Transcribe exactly the span of lines that begins the records and ends with the line holding "fn from(args: FilterArgs)", both boundary lines included.

▶ [Recorded data]
┌──
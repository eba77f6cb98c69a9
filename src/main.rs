//! # Memeforge CLI
//!
//! Command-line interface for meme and collage compositing.
//!
//! ## Usage
//!
//! ```bash
//! # Render a template with new captions
//! memeforge render drake.json --text 0="writing code" --text 1="writing tests" -o meme.png
//!
//! # Brighten and stylize
//! memeforge render drake.json --brightness 130 --style comic -o meme.png
//!
//! # Three images side by side
//! memeforge collage --layout horizontal3 a.jpg b.jpg c.jpg -o collage.png
//!
//! # Stylize any image
//! memeforge stylize photo.jpg --style watercolor --intensity 0.6 -o painted.png
//!
//! # List styles and collage layouts
//! memeforge styles
//! ```

use clap::{Parser, Subcommand};
use std::path::{Path, PathBuf};
use std::sync::Arc;

use memeforge::{
    DefaultImageLoader, EditingSession, EditorConfig, FilterEngine, FilterSettings, FontRegistry, ImageLoader,
    MemeforgeError, Template,
    collage::{Collage, CollageLayout, LAYOUTS},
    filter::FILTER_IDENTITY,
    render::{RenderContext, RenderSettings},
    style::{LOOKS, StyleOutcome, apply_style_with_timeout},
    template::{AreaId, TextStyle},
};

/// Memeforge - Meme and collage compositor
#[derive(Parser, Debug)]
#[command(name = "memeforge")]
#[command(author, version, about, long_about = None)]
struct Cli {
    /// Log render and style progress to stderr
    #[arg(short, long, global = true)]
    verbose: bool,

    /// TOML config file
    #[arg(long, global = true, value_name = "FILE")]
    config: Option<PathBuf>,

    /// Filter engine, overriding the config file (css or manual)
    #[arg(long, global = true)]
    filter_engine: Option<String>,

    #[command(subcommand)]
    command: Commands,
}

#[derive(clap::Args, Debug, Clone, Copy)]
struct FilterArgs {
    /// Brightness percent (100 = unchanged)
    #[arg(long, default_value_t = FILTER_IDENTITY)]
    brightness: f32,

    /// Contrast percent (100 = unchanged)
    #[arg(long, default_value_t = FILTER_IDENTITY)]
    contrast: f32,

    /// Saturation percent (100 = unchanged)
    #[arg(long, default_value_t = FILTER_IDENTITY)]
    saturation: f32,
}

impl From<FilterArgs> for FilterSettings {
    fn from(args: FilterArgs) -> Self {
        FilterSettings::new(args.brightness, args.contrast, args.saturation)
    }
}

#[derive(Subcommand, Debug)]
enum Commands {
    /// Render a template to an image file
    Render {
        /// Template JSON file
        template: PathBuf,

        /// Caption for an area, as `AREA=TEXT` (AREA is an id or an index)
        #[arg(long = "text", value_name = "AREA=TEXT")]
        texts: Vec<String>,

        /// Replace the template image (URL, data URL or path)
        #[arg(long)]
        image: Option<String>,

        #[command(flatten)]
        filters: FilterArgs,

        /// Artistic style to apply after rendering
        #[arg(long)]
        style: Option<String>,

        /// Style strength from 0 to 1
        #[arg(long, default_value = "1.0")]
        intensity: f32,

        /// Output file (format from extension)
        #[arg(short, long, default_value = "meme.png")]
        output: PathBuf,
    },

    /// Compose several images into one collage
    Collage {
        /// Cell layout
        #[arg(long, default_value = "grid2x2")]
        layout: String,

        /// Images in cell order
        images: Vec<String>,

        #[command(flatten)]
        filters: FilterArgs,

        /// Caption centered on the collage
        #[arg(long)]
        caption: Option<String>,

        /// Output file (format from extension)
        #[arg(short, long, default_value = "collage.png")]
        output: PathBuf,
    },

    /// Apply an artistic style to an image
    Stylize {
        /// Input image (URL, data URL or path)
        input: String,

        /// Style name (see `memeforge styles`)
        #[arg(long)]
        style: String,

        /// Style strength from 0 to 1
        #[arg(long, default_value = "1.0")]
        intensity: f32,

        /// Output file (format from extension)
        #[arg(short, long, default_value = "styled.png")]
        output: PathBuf,
    },

    /// List available styles and collage layouts
    Styles,
}

fn main() {
    if let Err(e) = run() {
        eprintln!("Error: {}", e);
        std::process::exit(1);
    }
}

fn run() -> Result<(), MemeforgeError> {
    let cli = Cli::parse();
    init_logging(cli.verbose);

    if let Commands::Styles = cli.command {
        println!("Available styles:");
        for name in LOOKS {
            println!("  {}", name);
        }
        println!("\nAvailable layouts:");
        for name in LAYOUTS {
            println!("  {}", name);
        }
        return Ok(());
    }

    let mut config = EditorConfig::load_or_default(cli.config.as_deref())?;
    if let Some(engine) = &cli.filter_engine {
        config.filter.engine = match engine.to_lowercase().as_str() {
            "css" => FilterEngine::Css,
            "manual" => FilterEngine::Manual,
            other => return Err(MemeforgeError::Config(format!("Unknown filter engine '{}'", other))),
        };
    }
    let fonts = Arc::new(FontRegistry::from_paths(&config.fonts));
    let ctx = RenderContext::with_default_client()?.with_capacity(config.cache.max_images);

    let runtime = tokio::runtime::Runtime::new()?;
    runtime.block_on(execute(cli.command, config, fonts, ctx))
}

async fn execute(
    command: Commands,
    config: EditorConfig,
    fonts: Arc<FontRegistry>,
    ctx: RenderContext,
) -> Result<(), MemeforgeError> {
    match command {
        Commands::Render {
            template,
            texts,
            image,
            filters,
            style,
            intensity,
            output,
        } => {
            let mut template = Template::from_json(&std::fs::read_to_string(&template)?)?;
            if let Some(image) = image {
                template.image_url = image;
            }
            let captions = texts
                .iter()
                .map(|entry| parse_text_arg(entry, &template))
                .collect::<Result<Vec<_>, _>>()?;
            let mut session = EditingSession::new(Arc::new(template), &config, fonts)?;
            for (area, text) in captions {
                session.set_text(&area, text)?;
            }
            session.set_filters(filters.into());

            let loader = DefaultImageLoader::new(ctx.clone());
            render_ready(&mut session, &loader).await?;

            if let Some(style) = style {
                let engine = config.style.backend.engine(ctx.http_client.clone());
                let outcome = session
                    .apply_style(engine.as_ref(), &style, intensity, config.style.timeout())
                    .await?;
                if let StyleOutcome::Fallback { error, .. } = &outcome {
                    eprintln!("Style not applied: {}", error);
                } else {
                    render_ready(&mut session, &loader).await?;
                }
            }

            write_output(&output, &session.export(format_for(&output)?)?)
        }

        Commands::Collage {
            layout,
            images,
            filters,
            caption,
            output,
        } => {
            let layout = CollageLayout::by_name(&layout).ok_or_else(|| {
                MemeforgeError::Template(format!("Unknown layout '{}'. Run 'memeforge styles'.", layout))
            })?;
            let mut collage = Collage::new(layout);
            for image in images {
                collage.add_image(image)?;
            }
            collage.filters = filters.into();
            if let Some(caption) = caption {
                let center = memeforge::collage::COLLAGE_SIZE as f32 / 2.0;
                collage.content.add_free(caption, center, center, TextStyle::caption());
            }

            let loader = DefaultImageLoader::new(ctx);
            let settings = RenderSettings::from(&config);
            let (canvas, item_errors) = collage.render(&loader, &settings, &fonts).await;
            for item in &item_errors {
                eprintln!("Text not rendered ({}): {}", item.target, item.message);
            }
            canvas
                .save(&output)
                .map_err(|e| MemeforgeError::Encode(format!("Failed to write {}: {}", output.display(), e)))?;
            println!("Saved to {}", output.display());
            Ok(())
        }

        Commands::Stylize {
            input,
            style,
            intensity,
            output,
        } => {
            let loader = DefaultImageLoader::new(ctx.clone());
            let image = loader.load(&input).await?;
            let engine = config.style.backend.engine(ctx.http_client.clone());
            let outcome =
                apply_style_with_timeout(engine.as_ref(), &image, &style, intensity, config.style.timeout()).await;
            let image = match outcome {
                StyleOutcome::Styled(image) => image,
                StyleOutcome::Fallback { error, .. } => return Err(error),
            };
            let format = format_for(&output)?;
            let image = match format {
                image::ImageFormat::Jpeg => image::DynamicImage::ImageRgb8(image.to_rgb8()),
                _ => image,
            };
            image
                .save_with_format(&output, format)
                .map_err(|e| MemeforgeError::Encode(format!("Failed to write {}: {}", output.display(), e)))?;
            println!("Saved to {}", output.display());
            Ok(())
        }

        Commands::Styles => Ok(()),
    }
}

fn init_logging(verbose: bool) {
    if !verbose {
        return;
    }
    let _ = tracing_subscriber::fmt()
        .with_target(false)
        .with_level(true)
        .with_writer(std::io::stderr)
        .try_init();
}

/// Split `AREA=TEXT` and resolve AREA against the template. A bare number
/// addresses the area by position.
fn parse_text_arg(entry: &str, template: &Template) -> Result<(AreaId, String), MemeforgeError> {
    let (area, text) = entry
        .split_once('=')
        .ok_or_else(|| MemeforgeError::Template(format!("Expected AREA=TEXT, got '{}'", entry)))?;
    let id = template.find_area(area).map(|a| a.id.clone()).ok_or_else(|| {
        let known: Vec<&str> = template.text_areas.iter().map(|a| a.id.as_str()).collect();
        MemeforgeError::Template(format!("No text area '{}' (areas: {})", area, known.join(", ")))
    })?;
    Ok((id, text.replace("\\n", "\n")))
}

async fn render_ready(session: &mut EditingSession, loader: &DefaultImageLoader) -> Result<(), MemeforgeError> {
    let result = session.render(loader).await?;
    if let Some(error) = &result.error {
        return Err(MemeforgeError::Render(error.to_string()));
    }
    for item in &result.item_errors {
        eprintln!("Text not rendered ({}): {}", item.target, item.message);
    }
    Ok(())
}

fn format_for(path: &Path) -> Result<image::ImageFormat, MemeforgeError> {
    image::ImageFormat::from_path(path)
        .map_err(|e| MemeforgeError::Encode(format!("Unknown output format for {}: {}", path.display(), e)))
}

fn write_output(path: &Path, bytes: &[u8]) -> Result<(), MemeforgeError> {
    std::fs::write(path, bytes)?;
    println!("Saved to {}", path.display());
    Ok(())
}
└──
▶ [Response to this task]
repository eba77f6cb98c69a9
filename src/main.rs
//! # Memeforge CLI
//!
//! Command-line interface for meme and collage compositing.
//!
//! ## Usage
//!
//! ```bash
//! # Render a template with new captions
//! memeforge render drake.json --text 0="writing code" --text 1="writing tests" -o meme.png
//!
//! # Brighten and stylize
//! memeforge render drake.json --brightness 130 --style comic -o meme.png
//!
//! # Three images side by side
//! memeforge collage --layout horizontal3 a.jpg b.jpg c.jpg -o collage.png
//!
//! # Stylize any image
//! memeforge stylize photo.jpg --style watercolor --intensity 0.6 -o painted.png
//!
//! # List styles and collage layouts
//! memeforge styles
//! ```

use clap::{Parser, Subcommand};
use std::path::{Path, PathBuf};
use std::sync::Arc;

use memeforge::{
    DefaultImageLoader, EditingSession, EditorConfig, FilterEngine, FilterSettings, FontRegistry, ImageLoader,
    MemeforgeError, Template,
    collage::{Collage, CollageLayout, LAYOUTS},
    filter::FILTER_IDENTITY,
    render::{RenderContext, RenderSettings},
    style::{LOOKS, StyleOutcome, apply_style_with_timeout},
    template::{AreaId, TextStyle},
};

/// Memeforge - Meme and collage compositor
#[derive(Parser, Debug)]
#[command(name = "memeforge")]
#[command(author, version, about, long_about = None)]
struct Cli {
    /// Log render and style progress to stderr
    #[arg(short, long, global = true)]
    verbose: bool,

    /// TOML config file
    #[arg(long, global = true, value_name = "FILE")]
    config: Option<PathBuf>,

    /// Filter engine, overriding the config file (css or manual)
    #[arg(long, global = true)]
    filter_engine: Option<String>,

    #[command(subcommand)]
    command: Commands,
}

#[derive(clap::Args, Debug, Clone, Copy)]
struct FilterArgs {
    /// Brightness percent (100 = unchanged)
    #[arg(long, default_value_t = FILTER_IDENTITY)]
    brightness: f32,

    /// Contrast percent (100 = unchanged)
    #[arg(long, default_value_t = FILTER_IDENTITY)]
    contrast: f32,

    /// Saturation percent (100 = unchanged)
    #[arg(long, default_value_t = FILTER_IDENTITY)]
    saturation: f32,
}

impl From<FilterArgs> for FilterSettings {
    fn from(args: FilterArgs) -> Self {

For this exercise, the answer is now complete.